To forecast the revenue growth rate, I used the company’s growth rate from 2015 to 2018 of 9.5%, as 2019 saw a huge drop in revenue. I believe that this is achievable given the low revenue base of the company. The fact that the majority of its income comes from two customers implies that winning another contract could easily increase revenue. Therefore, the assumption I am making is that eventually, revenue growth will return to this faster pace.
Author calculation using data from Seeking Alpha
Similar to my calculations for a previous article, to calculate the discount rate for the company, I used an equity risk premium of 6.5% from the June 2020 KPMG report and a risk-free rate of 4.43%. Taitron has a low beta of 0.5 that I don’t believe is reflective of the market risk. I decided to use a beta of 1 to reflect “market risk”. Given the business risk and lack of disclosure, I wanted to put an additional premium of 5% in the discount rate in order to account for the uncertainty in the investment. Putting this all together gives us a discount rate of 16%, which I used to calculate the unlevered discounted cash flows. Adding up the present value of cash flows and terminal value from the model ($3.9 million and $1.1 million respectively), we get an estimate of the value of the business operations of $5.1 million.
Taitron has a pretty solid balance sheet as well, with cash of $5.9 million against an immaterial debt of $163,000. The company also owns a 50,000 square foot property in California, which it uses as its headquarters/distribution facility, as well as some office space in Shanghai and Taipei.

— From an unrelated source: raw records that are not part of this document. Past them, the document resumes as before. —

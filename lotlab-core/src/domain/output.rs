use super::side::Side;
use chrono::NaiveDateTime;
use serde::{Deserialize, Serialize};

/// Per-bar engine output, keyed by the input bar's timestamp.
#[derive(Debug, Clone, Copy, PartialEq, Serialize, Deserialize)]
pub struct BarOutput {
    pub timestamp: NaiveDateTime,
    /// Signed exposure recorded for this bar.
    pub position: f64,
    /// Profit or loss earned during this bar.
    pub pnl: f64,
    /// A round-trip trade ended on this bar.
    pub closed: bool,
    /// Side whose exposure earned `pnl`. Flat when nothing was held.
    pub held: Side,
}

impl BarOutput {
    /// Output for a bar with no exposure: the first bar, skipped bars, flat bars.
    pub fn idle(timestamp: NaiveDateTime) -> Self {
        Self {
            timestamp,
            position: 0.0,
            pnl: 0.0,
            closed: false,
            held: Side::Flat,
        }
    }

    /// The same bar, force-closed and flattened at the end of a session.
    pub fn session_closed(self) -> Self {
        Self {
            position: 0.0,
            closed: true,
            ..self
        }
    }
}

The company’s book value for these assets is $6.1 million; however, I think it’s safe to say that the market value of these assets may be higher. I valued these properties with a multiple of 1.25x, which I feel is a conservative estimate. I estimate the property value of the company to be $7.6 million.
Source: Company 10-K
Author calculation using data from Seeking Alpha
We calculate the enterprise value by adding the valuation of the firm’s operations and property value, while subtracting net debt, which gives us an EV of $18.7 million. Dividing this EV by 5.9 million shares outstanding, we get a share price target of $3.12, which implies a 32.3% upside. It may be tempting to invest in Taitron Corporation, however, there are two factors that make this a risky investment. First is the model makes the assumption that Taitron will once again enter into a growth phase. The lack of disclosures by the company makes it difficult to evaluate the business and its competitive advantage. Second, the bulk of the company’s value is not from its operations but from its real estate assets. This value will be difficult to unlock unless the company decides to liquidate. Given these factors, there is a potential that the stock is a “value trap”, and I don’t believe it is worth the risk. I rate the stock as an “Avoid”.

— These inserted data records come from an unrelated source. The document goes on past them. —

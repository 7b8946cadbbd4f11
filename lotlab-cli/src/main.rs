//! lotlab CLI: run, sweep, and show commands.
//!
//! Commands:
//! - `run`: execute one engine over a bar CSV and write the artifact set
//! - `sweep`: run a martingale parameter grid and print the ranking
//! - `show`: print the summary of a saved run directory

use std::path::{Path, PathBuf};

use anyhow::{Context, Result};
use clap::{Parser, Subcommand};
use tracing_subscriber::EnvFilter;

use lotlab_runner::{
    load_artifacts, load_bars, run_backtest, save_artifacts, BacktestResult, EngineConfig,
    MartingaleGrid, ParamSweep, RunConfig,
};

#[derive(Parser)]
#[command(
    name = "lotlab",
    about = "lotlab CLI: signal execution and martingale lot backtesting"
)]
struct Cli {
    #[command(subcommand)]
    command: Commands,
}

#[derive(Subcommand)]
enum Commands {
    /// Execute a single run and save its artifacts.
    Run {
        /// Bar CSV with timestamp, close, and signal columns.
        #[arg(long)]
        bars: PathBuf,

        /// Path to a TOML run config. Defaults apply when omitted.
        #[arg(long)]
        config: Option<PathBuf>,

        /// Output directory for artifacts.
        #[arg(long, default_value = "results")]
        output_dir: PathBuf,
    },
    /// Sweep martingale parameters over one bar series.
    Sweep {
        /// Bar CSV with timestamp, close, and signal columns.
        #[arg(long)]
        bars: PathBuf,

        /// Base TOML config. Supplies starting equity and signal flags.
        #[arg(long)]
        config: Option<PathBuf>,

        /// Comma-separated base lots. Defaults to the base config's value.
        #[arg(long, value_delimiter = ',')]
        base_lots: Vec<f64>,

        /// Comma-separated multipliers.
        #[arg(long, value_delimiter = ',')]
        multipliers: Vec<f64>,

        /// Comma-separated add steps.
        #[arg(long, value_delimiter = ',')]
        steps: Vec<f64>,

        /// Comma-separated take-profit distances.
        #[arg(long, value_delimiter = ',')]
        take_profits: Vec<f64>,

        /// Run grid points one at a time.
        #[arg(long, default_value_t = false)]
        sequential: bool,

        /// Number of ranked results to print.
        #[arg(long, default_value_t = 10)]
        top: usize,

        /// Save the best run's artifacts here.
        #[arg(long)]
        output_dir: Option<PathBuf>,
    },
    /// Print the summary of a saved run directory.
    Show {
        /// Run directory containing result.json.
        dir: PathBuf,
    },
}

fn main() -> Result<()> {
    tracing_subscriber::fmt()
        .with_env_filter(
            EnvFilter::try_from_default_env().unwrap_or_else(|_| EnvFilter::new("lotlab=info")),
        )
        .with_writer(std::io::stderr)
        .init();

    let cli = Cli::parse();

    match cli.command {
        Commands::Run {
            bars,
            config,
            output_dir,
        } => run_cmd(&bars, config.as_deref(), &output_dir),
        Commands::Sweep {
            bars,
            config,
            base_lots,
            multipliers,
            steps,
            take_profits,
            sequential,
            top,
            output_dir,
        } => {
            let base = load_config(config.as_deref())?;
            let grid = build_grid(&base, base_lots, multipliers, steps, take_profits);
            sweep_cmd(&bars, &base, &grid, sequential, top, output_dir.as_deref())
        }
        Commands::Show { dir } => {
            let result = load_artifacts(&dir)?;
            print_summary(&result);
            Ok(())
        }
    }
}

fn load_config(path: Option<&Path>) -> Result<RunConfig> {
    match path {
        Some(path) => RunConfig::from_file(path)
            .with_context(|| format!("failed to load config {}", path.display())),
        None => Ok(RunConfig::default()),
    }
}

fn run_cmd(bars_path: &Path, config_path: Option<&Path>, output_dir: &Path) -> Result<()> {
    let config = load_config(config_path)?;
    let loaded = load_bars(bars_path)
        .with_context(|| format!("failed to load bars from {}", bars_path.display()))?;

    let mut result = run_backtest(&loaded.bars, &config)?;
    result.dataset_hash = Some(loaded.dataset_hash);

    print_summary(&result);

    let run_dir = save_artifacts(&result, &loaded.bars, output_dir)?;
    println!("Artifacts saved to: {}", run_dir.display());

    Ok(())
}

/// Empty flag lists fall back to the base config's value.
fn build_grid(
    base: &RunConfig,
    base_lots: Vec<f64>,
    multipliers: Vec<f64>,
    steps: Vec<f64>,
    take_profits: Vec<f64>,
) -> MartingaleGrid {
    let mut grid = MartingaleGrid::from_base(base);
    if !base_lots.is_empty() {
        grid.base_lots = base_lots;
    }
    if !multipliers.is_empty() {
        grid.multipliers = multipliers;
    }
    if !steps.is_empty() {
        grid.steps = steps;
    }
    if !take_profits.is_empty() {
        grid.take_profits = take_profits;
    }
    grid
}

fn sweep_cmd(
    bars_path: &Path,
    base: &RunConfig,
    grid: &MartingaleGrid,
    sequential: bool,
    top: usize,
    output_dir: Option<&Path>,
) -> Result<()> {
    let loaded = load_bars(bars_path)
        .with_context(|| format!("failed to load bars from {}", bars_path.display()))?;

    let results = ParamSweep::new()
        .with_parallelism(!sequential)
        .sweep(&loaded.bars, grid, base)?;

    println!(
        "\n{:>4}  {:>8}  {:>6}  {:>8}  {:>8}  {:>12}  {:>12}  {:>6}",
        "rank", "base_lot", "mult", "step", "tp", "total_pnl", "max_dd", "trades"
    );
    for (rank, result) in results.top_n(top).into_iter().enumerate() {
        if let EngineConfig::Martingale(c) = &result.config.engine {
            println!(
                "{:>4}  {:>8}  {:>6}  {:>8}  {:>8}  {:>12.2}  {:>12.2}  {:>6}",
                rank + 1,
                c.base_lot,
                c.multiplier,
                c.step,
                c.take_profit,
                result.summary.total_pnl,
                result.summary.max_drawdown,
                result.summary.trade_count,
            );
        }
    }
    println!("\n{} configurations evaluated", results.len());

    if let (Some(dir), Some(best)) = (output_dir, results.best()) {
        let mut best = best.clone();
        best.dataset_hash = Some(loaded.dataset_hash.clone());
        let run_dir = save_artifacts(&best, &loaded.bars, dir)?;
        println!("Best run saved to: {}", run_dir.display());
    }

    Ok(())
}

fn print_summary(result: &BacktestResult) {
    println!();
    println!("Engine:  {}", result.engine);
    println!("Run ID:  {}", result.run_id);
    println!("Bars:    {}", result.bar_count);
    println!("Fills:   {}", result.fills.len());
    println!();
    println!("{}", result.summary);
    println!();
}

Disclosure: I/we have no positions in any stocks mentioned, and no plans to initiate any positions within the next 72 hours. I wrote this article myself, and it expresses my own opinions. I am not receiving compensation for it (other than from Seeking Alpha). I have no business relationship with any company whose stock is mentioned in this article.

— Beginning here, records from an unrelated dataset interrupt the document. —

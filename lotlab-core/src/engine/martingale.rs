//! Martingale lot state machine.
//!
//! Each bar is one pure transition `step(state, bar) -> (state', output, fills)`.
//! The signal driving bar `i` is the one observed at bar `i - 1`, matching the
//! plain executor's lag. Per bar, in order:
//!
//! 1. Flat with a signal: open `base_lot` at the previous close.
//! 2. In position: accrue P&L, then
//!    a. take-profit when the favorable excursion reaches `take_profit`
//!       (ends the bar's processing), else
//!    b. add when price is `step` or more away from the entry, in either
//!       direction: scale the lot and re-anchor the entry.
//! 3. Opposite signal: close and reverse, unless the position is underwater and
//!    `close_on_flip` is off, in which case the flip is ignored.
//!
//! A position still open after the last bar is closed at the last available price.

use chrono::NaiveDateTime;
use serde::{Deserialize, Serialize};

use crate::domain::{Bar, BarOutput, Fill, FillAction, FillNote, PositionState, Side};
use crate::engine::convert::validate_bars;
use crate::engine::error::{require_positive, EngineError};
use crate::engine::state::{Engine, EngineRun};

/// Martingale sizing and exit parameters.
#[derive(Debug, Clone, PartialEq, Serialize, Deserialize)]
#[serde(default)]
pub struct MartingaleConfig {
    /// Size of the first lot on a new position.
    pub base_lot: f64,
    /// Factor applied to the lot on each add.
    pub multiplier: f64,
    /// Absolute price distance from the entry that triggers an add.
    pub step: f64,
    /// Favorable price distance from the entry that closes for profit.
    pub take_profit: f64,
    /// Invert every signal before any other logic.
    pub reverse_signals: bool,
    /// Close and reverse on every opposite signal. When off, opposite signals are
    /// ignored while the position is underwater.
    pub close_on_flip: bool,
}

impl Default for MartingaleConfig {
    fn default() -> Self {
        Self {
            base_lot: 0.02,
            multiplier: 2.0,
            step: 10.0,
            take_profit: 5.0,
            reverse_signals: false,
            close_on_flip: false,
        }
    }
}

impl MartingaleConfig {
    pub fn validate(&self) -> Result<(), EngineError> {
        require_positive("base_lot", self.base_lot)?;
        require_positive("multiplier", self.multiplier)?;
        require_positive("step", self.step)?;
        require_positive("take_profit", self.take_profit)?;
        Ok(())
    }

    /// Apply `reverse_signals` to a raw directive.
    pub fn directive(&self, signal: Side) -> Side {
        if self.reverse_signals {
            signal.reversed()
        } else {
            signal
        }
    }
}

/// Inputs to a single transition. Both closes are known-valid.
#[derive(Debug, Clone, Copy, PartialEq)]
pub struct BarStep {
    pub prev_timestamp: NaiveDateTime,
    pub prev_close: f64,
    pub timestamp: NaiveDateTime,
    pub close: f64,
    /// Lagged directive, already reversed if configured.
    pub signal: Side,
}

/// Result of a single transition.
#[derive(Debug, Clone, PartialEq)]
pub struct Transition {
    pub state: PositionState,
    pub output: BarOutput,
    pub fills: Vec<Fill>,
}

/// Advance the position by one bar.
pub fn step(state: PositionState, bar: &BarStep, config: &MartingaleConfig) -> Transition {
    let mut fills = Vec::new();
    let mut state = state;

    if state.is_flat() && !bar.signal.is_flat() {
        state = PositionState::open(bar.signal, config.base_lot, bar.prev_close);
        fills.push(Fill {
            timestamp: bar.prev_timestamp,
            action: FillAction::entering(bar.signal),
            price: bar.prev_close,
            resulting_position: state.exposure(),
            note: FillNote::Open,
        });
    }

    if state.is_flat() {
        return Transition {
            state,
            output: BarOutput::idle(bar.timestamp),
            fills,
        };
    }

    let side = state.side();
    let mut output = BarOutput {
        timestamp: bar.timestamp,
        position: state.exposure(),
        pnl: (bar.close - bar.prev_close) * side.sign() * state.lot(),
        closed: false,
        held: side,
    };

    if state.excursion(bar.close) >= config.take_profit {
        fills.push(Fill {
            timestamp: bar.timestamp,
            action: FillAction::exiting(side),
            price: bar.close,
            resulting_position: 0.0,
            note: FillNote::TakeProfit {
                amount: config.take_profit,
            },
        });
        output.position = 0.0;
        output.closed = true;
        return Transition {
            state: PositionState::flat(),
            output,
            fills,
        };
    }

    // Distance trigger, not a drawdown trigger: favorable moves add too.
    if state.excursion(bar.close).abs() >= config.step {
        state = state.scaled(config.multiplier, config.base_lot, bar.close);
        fills.push(Fill {
            timestamp: bar.timestamp,
            action: FillAction::entering(side),
            price: bar.close,
            resulting_position: state.exposure(),
            note: FillNote::Add {
                multiplier: config.multiplier,
            },
        });
    }

    if bar.signal.opposes(side) {
        let in_drawdown = state.excursion(bar.close) < 0.0;
        if config.close_on_flip || !in_drawdown {
            fills.push(Fill {
                timestamp: bar.timestamp,
                action: FillAction::exiting(side),
                price: bar.close,
                resulting_position: 0.0,
                note: FillNote::FlipClose {
                    forced: config.close_on_flip,
                },
            });
            state = PositionState::open(bar.signal, config.base_lot, bar.close);
            fills.push(Fill {
                timestamp: bar.timestamp,
                action: FillAction::entering(bar.signal),
                price: bar.close,
                resulting_position: state.exposure(),
                note: FillNote::FlipOpen,
            });
            output.closed = true;
            output.position = state.exposure();
        }
    }

    Transition {
        state,
        output,
        fills,
    }
}

/// Run the martingale engine over a bar series.
pub fn run_martingale(
    bars: &[Bar],
    config: &MartingaleConfig,
) -> Result<EngineRun, EngineError> {
    config.validate()?;
    validate_bars(bars)?;

    let mut outputs = Vec::with_capacity(bars.len());
    let mut fills = Vec::new();
    let mut state = PositionState::flat();
    let mut last_price = None;

    if let Some(first) = bars.first() {
        outputs.push(BarOutput::idle(first.timestamp));
        last_price = first.close;
    }

    for pair in bars.windows(2) {
        let (prev, bar) = (&pair[0], &pair[1]);
        if bar.close.is_some() {
            last_price = bar.close;
        }
        let (Some(prev_close), Some(close)) = (prev.close, bar.close) else {
            outputs.push(BarOutput::idle(bar.timestamp));
            continue;
        };

        let transition = step(
            state,
            &BarStep {
                prev_timestamp: prev.timestamp,
                prev_close,
                timestamp: bar.timestamp,
                close,
                signal: config.directive(prev.side()),
            },
            config,
        );
        state = transition.state;
        outputs.push(transition.output);
        fills.extend(transition.fills);
    }

    if !state.is_flat() {
        if let Some(last) = outputs.pop() {
            fills.push(Fill {
                timestamp: last.timestamp,
                action: FillAction::exiting(state.side()),
                price: last_price.or(state.entry_price()).unwrap_or_default(),
                resulting_position: 0.0,
                note: FillNote::SessionClose,
            });
            outputs.push(last.session_closed());
        }
    }

    let run = EngineRun { outputs, fills };
    tracing::debug!(
        bars = bars.len(),
        fills = run.fills.len(),
        closed = run.closed_count(),
        "martingale run complete"
    );

    Ok(run)
}

/// [`Engine`] adapter for [`run_martingale`].
#[derive(Debug, Clone, Default)]
pub struct MartingaleEngine {
    pub config: MartingaleConfig,
}

impl MartingaleEngine {
    pub fn new(config: MartingaleConfig) -> Self {
        Self { config }
    }
}

impl Engine for MartingaleEngine {
    fn name(&self) -> &'static str {
        "martingale"
    }

    fn run(&self, bars: &[Bar]) -> Result<EngineRun, EngineError> {
        run_martingale(bars, &self.config)
    }
}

Additional disclosure: Caveat emptor! (Buyer beware.) Please do your own proper due diligence on any stock directly or indirectly mentioned in this article. You probably should seek advice from a broker or financial adviser before making any investment decisions. I don’t know you or your specific circumstances, therefore, your tolerance and suitability to take risk may differ. This article should be considered general information, and not relied on as a formal investment recommendation.